公益の増進に寄与するところが著しいと認められる事業につき、相続税法は、「宗教、慈善、学術その他公益を目的とする事業」とだけ規定し、事業の種類等を特に規定していないが(相法21①三、相令4の5、相令2)、国税庁は、後述するように、通達で①事業の種類、②事業の規模、③事業の運営の三要件を具体的に明らかにしている。

事業主体として、公益の増進に寄与する事業を行う者とは、公益事業のみを専念して行うものであるが、事業施設の利用、余裕金の運用など事業運営に関連し、関係者に対し特別の利益を与えているような場合は、高度の公益事業に専念している場合でも、事業が私的に利用されている面も認められるため非課税財産として扱われない(相令4の5、相令2)。

また、社団等は、組織体であることに鑑み、組織体が一族支配されている場合や特定の者に特別の利益を与えている場合には、社団等が高度の公益事業を行っているといっても、事業が私的に利用されている面も認められるため非課税財産とはならないとされている(相令4の5)。

公益を目的とする事業を行う者とは、財産を取得したときを基準に判定するが、財産取得の時においては該当する高度の公益事業を行っていない者でも、財産取得の日の属する年の末日までに取得財産を高度の公益事業の用に供することにより本条所定の公益事業を行うこととなった場合には適用が可能である。

贈与を受けた財産は、公益を目的とする事業の用に供することが確実なものでなければならず、贈与を受けた日から二年を経過した日において高度の公益事業の用に供していなければ非課税財産とはならない。
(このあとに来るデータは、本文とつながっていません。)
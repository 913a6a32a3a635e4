use async_trait::async_trait;
use futures::StreamExt;
use std::sync::{Mutex, PoisonError};
use tokio_util::sync::CancellationToken;

use super::accumulator::AgentAccumulator;
use super::decoder::{ChunkDecoder, JsonObject};
use super::metadata::RoundMetadata;
use super::snapshot::{AgentSnapshot, Snapshot};
use super::update::StreamUpdate;
use crate::client::{ArenaClient, QuestionRequest};
use crate::errors::{ArenaError, ArenaResult};
use crate::slots::SlotLayout;

#[derive(Debug, Clone, Copy, PartialEq, Eq)]
pub enum RoundPhase {
    Idle,
    Requesting,
    Streaming,
    Finalizing,
}

#[derive(Debug, Clone, PartialEq, Eq)]
pub enum RoundOutcome {
    /// A line with the turn flag set closed the round
    Finalized,
    /// The backend reported an error line
    BackendError(String),
    /// The caller cancelled the round
    Cancelled,
    /// The connection closed before any terminal line
    Incomplete,
}

#[derive(Debug, Clone)]
pub struct RoundReport {
    pub outcome: RoundOutcome,
    /// Number of snapshots handed to the callback
    pub delivered: usize,
    /// Last known state of every agent
    pub agents: Vec<AgentSnapshot>,
    pub metadata: RoundMetadata,
}

/// A round that reached its final line, as handed to persistence
#[derive(Debug, Clone)]
pub struct FinalizedRound {
    pub question: String,
    pub agents: Vec<AgentSnapshot>,
    pub metadata: RoundMetadata,
}

/// Stores a finalized round. Called at most once per round.
#[async_trait]
pub trait RoundPersistence: Send + Sync {
    async fn persist(&self, round: &FinalizedRound) -> ArenaResult<()>;
}

/// Folds decoded stream lines into per-agent state.
///
/// Synchronous and transport-free: every applicable line yields exactly one
/// snapshot of the whole round. Once a terminal line (final flag or backend
/// error) has been seen, later lines are ignored.
#[derive(Debug)]
pub struct RoundAssembler {
    layout: SlotLayout,
    accumulators: Vec<AgentAccumulator>,
    metadata: RoundMetadata,
    terminal: Option<RoundOutcome>,
    delivered: usize,
}

impl RoundAssembler {
    pub fn new(layout: SlotLayout) -> Self {
        RoundAssembler {
            layout,
            accumulators: layout.slots().map(|_| AgentAccumulator::new()).collect(),
            metadata: RoundMetadata::default(),
            terminal: None,
            delivered: 0,
        }
    }

    /// Merge one wire object. Returns the snapshot to deliver, if the line produces one.
    pub fn apply_object(&mut self, object: &JsonObject) -> Option<Snapshot> {
        if self.terminal.is_some() {
            tracing::debug!("Ignoring stream line after the round closed");
            return None;
        }

        let update = StreamUpdate::from_object(object, self.layout);

        if let Some(error) = update.error {
            tracing::warn!("Backend reported an error: {}", error);
            let snapshot =
                Snapshot::failure(self.layout, self.metadata.clone(), format!("Error: {}", error));
            self.terminal = Some(RoundOutcome::BackendError(error));
            self.delivered += 1;
            return Some(snapshot);
        }

        if update.heartbeat {
            tracing::debug!(timestamp = ?update.timestamp, "Received heartbeat");
            return None;
        }

        if let Some(metadata) = &update.metadata {
            tracing::debug!(?metadata, "Received round metadata");
            self.metadata.merge(metadata);
            self.metadata.restrict_to(self.layout);
        }

        let agents = self
            .layout
            .slots()
            .zip(self.accumulators.iter_mut())
            .map(|(slot, accumulator)| {
                let (touched, explicit) = match update.agent(slot) {
                    Some(agent) => (accumulator.apply(agent), agent.updated),
                    None => (false, None),
                };
                accumulator.snapshot(slot, self.metadata.passages(slot), explicit.unwrap_or(touched))
            })
            .collect();

        if update.is_final {
            self.terminal = Some(RoundOutcome::Finalized);
        }
        self.delivered += 1;

        Some(Snapshot {
            agents,
            metadata: self.metadata.clone(),
            is_final: update.is_final,
            message: None,
        })
    }

    pub fn terminal(&self) -> Option<&RoundOutcome> {
        self.terminal.as_ref()
    }

    pub fn delivered(&self) -> usize {
        self.delivered
    }

    pub fn metadata(&self) -> &RoundMetadata {
        &self.metadata
    }

    pub fn layout(&self) -> SlotLayout {
        self.layout
    }

    pub fn agents(&self) -> Vec<AgentSnapshot> {
        self.layout
            .slots()
            .zip(self.accumulators.iter())
            .map(|(slot, accumulator)| accumulator.snapshot(slot, self.metadata.passages(slot), false))
            .collect()
    }

    /// Count a snapshot delivered from outside the line path
    fn record_delivery(&mut self) {
        self.delivered += 1;
    }

    fn into_report(self, outcome: RoundOutcome) -> RoundReport {
        RoundReport {
            outcome,
            delivered: self.delivered,
            agents: self.agents(),
            metadata: self.metadata,
        }
    }
}

/// Runs question rounds against the backend, one at a time.
///
/// Phases go `Idle → Requesting → Streaming → Finalizing → Idle`. A second
/// round started while one is in flight is rejected with [`ArenaError::Busy`].
pub struct StreamingSession {
    client: ArenaClient,
    layout: SlotLayout,
    phase: Mutex<RoundPhase>,
    persistence: Option<Box<dyn RoundPersistence>>,
}

impl StreamingSession {
    pub fn new(client: ArenaClient, layout: SlotLayout) -> Self {
        StreamingSession {
            client,
            layout,
            phase: Mutex::new(RoundPhase::Idle),
            persistence: None,
        }
    }

    pub fn with_persistence(mut self, persistence: Box<dyn RoundPersistence>) -> Self {
        self.persistence = Some(persistence);
        self
    }

    pub fn layout(&self) -> SlotLayout {
        self.layout
    }

    pub fn phase(&self) -> RoundPhase {
        *self.phase.lock().unwrap_or_else(PoisonError::into_inner)
    }

    fn set_phase(&self, phase: RoundPhase) {
        *self.phase.lock().unwrap_or_else(PoisonError::into_inner) = phase;
    }

    fn claim(&self) -> ArenaResult<PhaseGuard<'_>> {
        let mut phase = self.phase.lock().unwrap_or_else(PoisonError::into_inner);
        if *phase != RoundPhase::Idle {
            return Err(ArenaError::Busy);
        }
        *phase = RoundPhase::Requesting;
        Ok(PhaseGuard { phase: &self.phase })
    }

    /// Submit a question and stream the answers.
    ///
    /// `on_snapshot` is invoked synchronously once per applicable line, in
    /// arrival order. The round is persisted as soon as the final line has been
    /// delivered; the body is then drained until the backend closes it. A
    /// transport failure delivers one terminal error snapshot and is then
    /// returned as `Err`.
    pub async fn run_round<F>(
        &self,
        request: &QuestionRequest,
        cancel: CancellationToken,
        mut on_snapshot: F,
    ) -> ArenaResult<RoundReport>
    where
        F: FnMut(&Snapshot),
    {
        let _guard = self.claim()?;
        let mut assembler = RoundAssembler::new(self.layout);

        tracing::info!(slots = self.layout.len(), "Starting round");

        let response = tokio::select! {
            biased;
            _ = cancel.cancelled() => {
                tracing::info!("Round cancelled before the backend answered");
                return Ok(assembler.into_report(RoundOutcome::Cancelled));
            }
            response = self.client.open_question_stream(request) => response,
        };

        let response = match response {
            Ok(response) => response,
            Err(e) => {
                tracing::error!("Failed to open question stream: {}", e);
                self.deliver_failure(&mut assembler, &e, &mut on_snapshot);
                return Err(e);
            }
        };

        self.set_phase(RoundPhase::Streaming);
        let mut decoder = ChunkDecoder::new();
        let mut body = response.bytes_stream();

        loop {
            let next = tokio::select! {
                biased;
                _ = cancel.cancelled() => {
                    tracing::info!(delivered = assembler.delivered(), "Round cancelled");
                    return Ok(assembler.into_report(RoundOutcome::Cancelled));
                }
                next = body.next() => next,
            };

            let fragment = match next {
                Some(Ok(fragment)) => fragment,
                Some(Err(e)) => {
                    let e = ArenaError::from(e);
                    if assembler.terminal().is_some() {
                        tracing::warn!("Stream read failed after the round closed: {}", e);
                        break;
                    }
                    tracing::error!("Stream read failed: {}", e);
                    self.deliver_failure(&mut assembler, &e, &mut on_snapshot);
                    return Err(e);
                }
                None => break,
            };

            for object in decoder.push(&fragment) {
                if cancel.is_cancelled() {
                    tracing::info!(delivered = assembler.delivered(), "Round cancelled");
                    return Ok(assembler.into_report(RoundOutcome::Cancelled));
                }
                let Some(snapshot) = assembler.apply_object(&object) else {
                    continue;
                };
                on_snapshot(&snapshot);

                // Lines after the terminal one yield no snapshot, so this runs once
                let finalized = snapshot.is_final
                    && assembler.terminal() == Some(&RoundOutcome::Finalized);
                if finalized && !cancel.is_cancelled() {
                    self.set_phase(RoundPhase::Finalizing);
                    self.persist(request, &assembler).await;
                }
            }
        }
        decoder.finish();

        let outcome = match assembler.terminal().cloned() {
            Some(outcome) => outcome,
            None => {
                tracing::warn!(
                    delivered = assembler.delivered(),
                    "Stream closed without a final line"
                );
                RoundOutcome::Incomplete
            }
        };

        tracing::info!(?outcome, delivered = assembler.delivered(), "Round finished");
        Ok(assembler.into_report(outcome))
    }

    fn deliver_failure<F>(&self, assembler: &mut RoundAssembler, error: &ArenaError, on_snapshot: &mut F)
    where
        F: FnMut(&Snapshot),
    {
        let snapshot = Snapshot::failure(
            assembler.layout(),
            assembler.metadata().clone(),
            error.pane_message(),
        );
        assembler.record_delivery();
        on_snapshot(&snapshot);
    }

    async fn persist(&self, request: &QuestionRequest, assembler: &RoundAssembler) {
        let Some(persistence) = &self.persistence else {
            return;
        };
        let round = FinalizedRound {
            question: request.question.clone(),
            agents: assembler.agents(),
            metadata: assembler.metadata().clone(),
        };
        if let Err(e) = persistence.persist(&round).await {
            tracing::error!("Failed to save conversation: {}", e);
        }
    }
}

/// Returns the controller to `Idle` however the round ends
struct PhaseGuard<'a> {
    phase: &'a Mutex<RoundPhase>,
}

impl Drop for PhaseGuard<'_> {
    fn drop(&mut self) {
        *self.phase.lock().unwrap_or_else(PoisonError::into_inner) = RoundPhase::Idle;
    }
}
本規定につき、法令解釈通達は厳格解釈の立場に立ち、贈与を受けた財産を一度でも公益事業の用途以外に供した事実があるときは、その後公益事業の用に供したとしても本規定の適用はないことと解している。

本規定の対象となる者は、贈与税の納税義務者である自然人又は社団等に限られる。持分の定めのない法人は、贈与者の親族その他特別関係者の相続税又は贈与税の負担を不当に減少する結果となる場合に限り、贈与税の納税義務者となるが、公益事業を行う持分の定めのない法人が贈与税の納税義務者となるときは、同時に本規定の除外規定に抵触するので、受贈財産が非課税財産となることはない。